TASK =>
In the listing below, find the line containing "or malformed state" and the line containing "Ok(None) => return". Repeat exactly those two lines and every line between them.

# # # # #

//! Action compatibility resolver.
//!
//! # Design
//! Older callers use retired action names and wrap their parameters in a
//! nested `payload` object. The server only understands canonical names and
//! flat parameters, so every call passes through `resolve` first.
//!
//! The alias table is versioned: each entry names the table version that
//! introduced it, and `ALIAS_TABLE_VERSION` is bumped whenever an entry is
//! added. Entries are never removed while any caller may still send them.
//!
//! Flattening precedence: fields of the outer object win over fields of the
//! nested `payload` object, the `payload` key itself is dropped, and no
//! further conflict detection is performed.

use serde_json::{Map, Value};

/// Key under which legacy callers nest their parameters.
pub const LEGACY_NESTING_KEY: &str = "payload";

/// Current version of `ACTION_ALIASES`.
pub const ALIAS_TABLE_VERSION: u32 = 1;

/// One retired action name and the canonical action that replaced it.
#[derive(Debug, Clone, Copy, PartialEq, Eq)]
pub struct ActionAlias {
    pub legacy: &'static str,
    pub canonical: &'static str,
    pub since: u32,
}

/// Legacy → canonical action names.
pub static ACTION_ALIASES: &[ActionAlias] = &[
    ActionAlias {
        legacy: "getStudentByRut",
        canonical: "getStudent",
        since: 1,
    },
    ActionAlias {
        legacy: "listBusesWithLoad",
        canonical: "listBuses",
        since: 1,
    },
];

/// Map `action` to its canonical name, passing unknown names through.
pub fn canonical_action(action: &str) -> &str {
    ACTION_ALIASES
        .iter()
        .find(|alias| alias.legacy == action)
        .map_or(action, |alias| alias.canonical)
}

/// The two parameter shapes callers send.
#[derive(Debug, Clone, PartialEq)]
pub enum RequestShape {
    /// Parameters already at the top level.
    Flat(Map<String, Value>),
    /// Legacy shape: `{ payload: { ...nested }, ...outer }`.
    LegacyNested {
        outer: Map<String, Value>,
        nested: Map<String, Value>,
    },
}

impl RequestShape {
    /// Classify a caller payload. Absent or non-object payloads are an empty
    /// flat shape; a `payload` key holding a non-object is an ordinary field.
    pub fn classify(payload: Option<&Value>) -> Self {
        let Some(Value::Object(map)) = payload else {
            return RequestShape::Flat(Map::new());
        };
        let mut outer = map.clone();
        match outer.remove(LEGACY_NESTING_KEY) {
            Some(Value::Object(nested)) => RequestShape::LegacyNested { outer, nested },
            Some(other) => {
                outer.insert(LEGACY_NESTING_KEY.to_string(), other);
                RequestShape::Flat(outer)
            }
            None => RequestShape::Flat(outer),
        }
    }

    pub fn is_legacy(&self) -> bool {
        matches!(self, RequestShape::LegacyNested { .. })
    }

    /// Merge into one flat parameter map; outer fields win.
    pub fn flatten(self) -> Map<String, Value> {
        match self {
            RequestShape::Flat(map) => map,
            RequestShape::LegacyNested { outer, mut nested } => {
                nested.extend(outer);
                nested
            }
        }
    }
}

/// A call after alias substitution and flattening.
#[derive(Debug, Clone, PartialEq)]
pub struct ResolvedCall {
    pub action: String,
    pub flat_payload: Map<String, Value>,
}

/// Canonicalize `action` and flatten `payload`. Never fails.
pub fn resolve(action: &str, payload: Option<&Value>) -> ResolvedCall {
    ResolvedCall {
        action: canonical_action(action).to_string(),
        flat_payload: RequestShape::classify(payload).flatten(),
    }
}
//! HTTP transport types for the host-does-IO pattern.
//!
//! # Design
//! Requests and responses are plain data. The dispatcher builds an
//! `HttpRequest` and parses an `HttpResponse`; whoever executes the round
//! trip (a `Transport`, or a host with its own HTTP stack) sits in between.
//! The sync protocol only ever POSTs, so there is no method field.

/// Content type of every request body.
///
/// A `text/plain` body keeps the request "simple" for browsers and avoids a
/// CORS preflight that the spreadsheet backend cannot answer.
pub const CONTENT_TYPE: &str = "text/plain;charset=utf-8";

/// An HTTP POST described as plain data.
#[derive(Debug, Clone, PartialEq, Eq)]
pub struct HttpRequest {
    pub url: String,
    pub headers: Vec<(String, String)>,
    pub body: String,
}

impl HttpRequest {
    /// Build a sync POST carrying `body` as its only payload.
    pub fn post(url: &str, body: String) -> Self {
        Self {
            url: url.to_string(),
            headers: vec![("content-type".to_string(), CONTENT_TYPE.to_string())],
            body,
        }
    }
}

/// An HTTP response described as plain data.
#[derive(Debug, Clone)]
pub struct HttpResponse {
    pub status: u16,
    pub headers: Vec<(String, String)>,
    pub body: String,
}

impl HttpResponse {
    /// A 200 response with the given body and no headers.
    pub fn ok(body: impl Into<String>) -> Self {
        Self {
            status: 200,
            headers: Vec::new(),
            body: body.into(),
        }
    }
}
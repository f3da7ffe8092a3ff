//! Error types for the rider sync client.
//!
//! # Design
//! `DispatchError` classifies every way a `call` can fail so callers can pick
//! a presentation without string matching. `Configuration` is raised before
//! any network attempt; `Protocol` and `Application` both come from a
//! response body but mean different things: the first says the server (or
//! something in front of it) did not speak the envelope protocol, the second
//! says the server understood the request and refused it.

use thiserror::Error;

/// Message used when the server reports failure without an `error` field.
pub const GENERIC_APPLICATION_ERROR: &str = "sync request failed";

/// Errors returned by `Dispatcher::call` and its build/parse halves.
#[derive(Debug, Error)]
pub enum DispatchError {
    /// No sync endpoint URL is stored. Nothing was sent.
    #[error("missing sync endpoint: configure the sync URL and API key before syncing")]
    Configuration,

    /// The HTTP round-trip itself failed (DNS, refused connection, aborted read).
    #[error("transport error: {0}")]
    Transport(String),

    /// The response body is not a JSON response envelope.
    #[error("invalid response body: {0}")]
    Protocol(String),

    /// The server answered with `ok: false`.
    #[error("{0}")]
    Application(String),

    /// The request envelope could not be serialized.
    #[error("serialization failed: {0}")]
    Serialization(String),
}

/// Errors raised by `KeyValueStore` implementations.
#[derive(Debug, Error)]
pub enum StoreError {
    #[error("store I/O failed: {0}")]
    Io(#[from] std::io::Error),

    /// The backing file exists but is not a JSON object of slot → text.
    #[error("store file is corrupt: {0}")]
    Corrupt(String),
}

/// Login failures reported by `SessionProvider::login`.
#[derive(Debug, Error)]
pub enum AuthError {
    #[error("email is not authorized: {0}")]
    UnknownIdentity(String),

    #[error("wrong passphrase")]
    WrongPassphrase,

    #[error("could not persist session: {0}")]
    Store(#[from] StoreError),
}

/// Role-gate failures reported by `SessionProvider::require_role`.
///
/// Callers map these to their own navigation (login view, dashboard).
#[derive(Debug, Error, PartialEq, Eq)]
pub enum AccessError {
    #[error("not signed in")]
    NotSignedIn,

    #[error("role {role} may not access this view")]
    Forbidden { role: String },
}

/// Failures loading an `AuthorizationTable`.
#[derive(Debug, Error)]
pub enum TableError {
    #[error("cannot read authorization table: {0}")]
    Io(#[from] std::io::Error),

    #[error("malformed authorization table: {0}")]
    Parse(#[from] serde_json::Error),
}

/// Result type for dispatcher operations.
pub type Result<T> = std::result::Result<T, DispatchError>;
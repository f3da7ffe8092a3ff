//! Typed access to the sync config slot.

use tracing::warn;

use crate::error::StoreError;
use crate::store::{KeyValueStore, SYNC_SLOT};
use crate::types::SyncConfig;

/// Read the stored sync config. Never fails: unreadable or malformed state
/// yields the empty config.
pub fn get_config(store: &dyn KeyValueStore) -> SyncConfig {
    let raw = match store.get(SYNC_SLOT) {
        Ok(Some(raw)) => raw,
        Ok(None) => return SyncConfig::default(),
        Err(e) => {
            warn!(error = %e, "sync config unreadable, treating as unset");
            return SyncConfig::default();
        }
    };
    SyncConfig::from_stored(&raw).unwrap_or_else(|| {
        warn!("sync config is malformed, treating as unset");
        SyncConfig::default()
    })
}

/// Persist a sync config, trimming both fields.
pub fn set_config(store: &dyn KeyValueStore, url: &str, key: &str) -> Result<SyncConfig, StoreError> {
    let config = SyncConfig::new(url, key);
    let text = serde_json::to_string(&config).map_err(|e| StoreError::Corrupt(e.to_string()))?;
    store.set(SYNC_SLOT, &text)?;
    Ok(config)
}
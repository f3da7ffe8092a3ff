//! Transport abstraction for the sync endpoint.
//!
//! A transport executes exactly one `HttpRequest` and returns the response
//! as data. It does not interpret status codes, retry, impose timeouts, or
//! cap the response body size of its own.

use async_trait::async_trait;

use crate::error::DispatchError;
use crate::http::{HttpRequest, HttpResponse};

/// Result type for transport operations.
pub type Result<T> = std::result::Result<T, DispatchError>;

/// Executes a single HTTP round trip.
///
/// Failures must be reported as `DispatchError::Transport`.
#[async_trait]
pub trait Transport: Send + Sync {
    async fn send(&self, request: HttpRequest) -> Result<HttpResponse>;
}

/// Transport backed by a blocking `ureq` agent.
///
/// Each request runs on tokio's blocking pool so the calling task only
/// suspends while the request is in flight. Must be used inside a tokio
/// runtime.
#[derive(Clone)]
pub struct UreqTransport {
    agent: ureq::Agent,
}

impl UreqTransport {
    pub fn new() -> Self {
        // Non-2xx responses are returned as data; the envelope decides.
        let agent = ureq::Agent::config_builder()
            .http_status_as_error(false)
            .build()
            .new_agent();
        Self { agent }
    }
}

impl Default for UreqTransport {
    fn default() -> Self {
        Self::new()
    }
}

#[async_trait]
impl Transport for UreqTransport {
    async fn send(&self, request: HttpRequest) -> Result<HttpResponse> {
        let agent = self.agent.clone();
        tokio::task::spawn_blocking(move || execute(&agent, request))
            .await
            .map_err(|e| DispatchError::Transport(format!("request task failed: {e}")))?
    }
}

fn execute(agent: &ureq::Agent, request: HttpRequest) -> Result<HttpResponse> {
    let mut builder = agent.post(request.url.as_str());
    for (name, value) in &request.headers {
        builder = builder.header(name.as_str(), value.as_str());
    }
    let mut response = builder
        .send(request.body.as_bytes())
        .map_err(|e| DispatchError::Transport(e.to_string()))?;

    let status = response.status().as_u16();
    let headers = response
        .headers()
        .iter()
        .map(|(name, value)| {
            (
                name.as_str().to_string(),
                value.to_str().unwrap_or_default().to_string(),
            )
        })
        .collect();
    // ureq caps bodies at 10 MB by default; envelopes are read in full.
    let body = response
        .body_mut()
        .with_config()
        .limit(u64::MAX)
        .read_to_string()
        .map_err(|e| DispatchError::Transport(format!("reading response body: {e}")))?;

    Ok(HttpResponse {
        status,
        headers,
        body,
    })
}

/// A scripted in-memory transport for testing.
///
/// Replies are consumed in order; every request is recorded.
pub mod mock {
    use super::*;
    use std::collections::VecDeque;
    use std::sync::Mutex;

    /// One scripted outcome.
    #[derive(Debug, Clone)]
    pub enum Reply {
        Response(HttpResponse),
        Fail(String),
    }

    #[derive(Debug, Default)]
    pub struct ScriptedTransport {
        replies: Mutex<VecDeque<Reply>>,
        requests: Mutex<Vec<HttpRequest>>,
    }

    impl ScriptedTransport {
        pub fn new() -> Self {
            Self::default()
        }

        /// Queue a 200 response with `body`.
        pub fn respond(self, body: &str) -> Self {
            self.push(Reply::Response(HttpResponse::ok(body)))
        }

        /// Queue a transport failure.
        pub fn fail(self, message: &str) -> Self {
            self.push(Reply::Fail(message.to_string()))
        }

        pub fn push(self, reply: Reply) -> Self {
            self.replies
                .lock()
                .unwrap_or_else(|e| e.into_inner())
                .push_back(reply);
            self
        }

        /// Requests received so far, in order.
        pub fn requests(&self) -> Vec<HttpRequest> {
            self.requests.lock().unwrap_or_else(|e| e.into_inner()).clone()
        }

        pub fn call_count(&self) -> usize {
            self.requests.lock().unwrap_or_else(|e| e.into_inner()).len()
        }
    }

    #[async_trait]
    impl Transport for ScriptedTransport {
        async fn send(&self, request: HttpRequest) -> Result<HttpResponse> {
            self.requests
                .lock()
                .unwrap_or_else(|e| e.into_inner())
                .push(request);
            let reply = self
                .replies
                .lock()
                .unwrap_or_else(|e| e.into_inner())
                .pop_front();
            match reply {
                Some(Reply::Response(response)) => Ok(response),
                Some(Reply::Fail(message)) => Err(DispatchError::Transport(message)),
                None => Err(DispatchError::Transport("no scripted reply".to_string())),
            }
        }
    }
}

# # # # #

RESPONSE TO THIS EXERCISE =>
/// Read the stored sync config. Never fails: unreadable or malformed state
/// yields the empty config.
pub fn get_config(store: &dyn KeyValueStore) -> SyncConfig {
    let raw = match store.get(SYNC_SLOT) {
        Ok(Some(raw)) => raw,
        Ok(None) => return SyncConfig::default(),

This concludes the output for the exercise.